When The Message Trumped The Messenger
In August of 2014, we released a video, a travel hacks video for ixigo. The video got mere 300 views on YouTube and died, but the second day we released it on Facebook as a native video. That day, Gladwell’s law in my head was shattered forever. We got 50,000 views on first day, and the video went on to become a 7 million views hit, shared by 3.5 lakh people over few months.
Half of our 7 lakh fans on Facebook suddenly became influencers.
Every ‘share’ our content got, influenced users, with many fans specifically tagging their friends and family to see the video. That one video had the reach of 25 million, which was about 25% of Facebook’s user base in India at that time (view case study) We followed by releasing a bunch of videos, from the learning, and got phonemenal success. One such video was shared by a Facebook user and it alone got 2.4 million views on his page. The question we now ask before we dive into designing the message: How will people be compelled to talk about this and share it? Sharing became the new currency :)
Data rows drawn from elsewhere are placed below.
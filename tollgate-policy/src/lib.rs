//! Request-analysis core for the tollgate proxy.
//!
//! This crate is deliberately free of I/O and async: it normalizes observed
//! requests into canonical request keys, matches them against stored
//! grant/rejection patterns, and proposes new patterns for the operator to
//! approve. The serving layer in the `tollgate` crate composes these pieces
//! into the per-request mediation flow.

pub mod graphql;
pub mod normalize;
pub mod openapi;
pub mod pattern;
pub mod suggest;

pub use crate::graphql::ArgValue;
pub use crate::graphql::GraphQLField;
pub use crate::graphql::OperationKind;
pub use crate::normalize::NormalizeError;
pub use crate::normalize::NormalizedRequest;
pub use crate::openapi::OpenApiIndex;
pub use crate::openapi::OpenApiPath;
pub use crate::pattern::PatternError;
pub use crate::suggest::PatternOption;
Influencer Marketing On its Head
With the learnings from that one video and many other viral hits later, the best practice evolved into making share-worthy content. If the content (the message) is compelling enough for anyone to hit share, then everyone is an influencer (messenger); We didn’t have to find the perfect people to spread the idea, if we focus on the message, make it compelling and easy to share, it doesn’t matter whether the individuals who share it have 5 friends or 50,000, whether they are popular or not.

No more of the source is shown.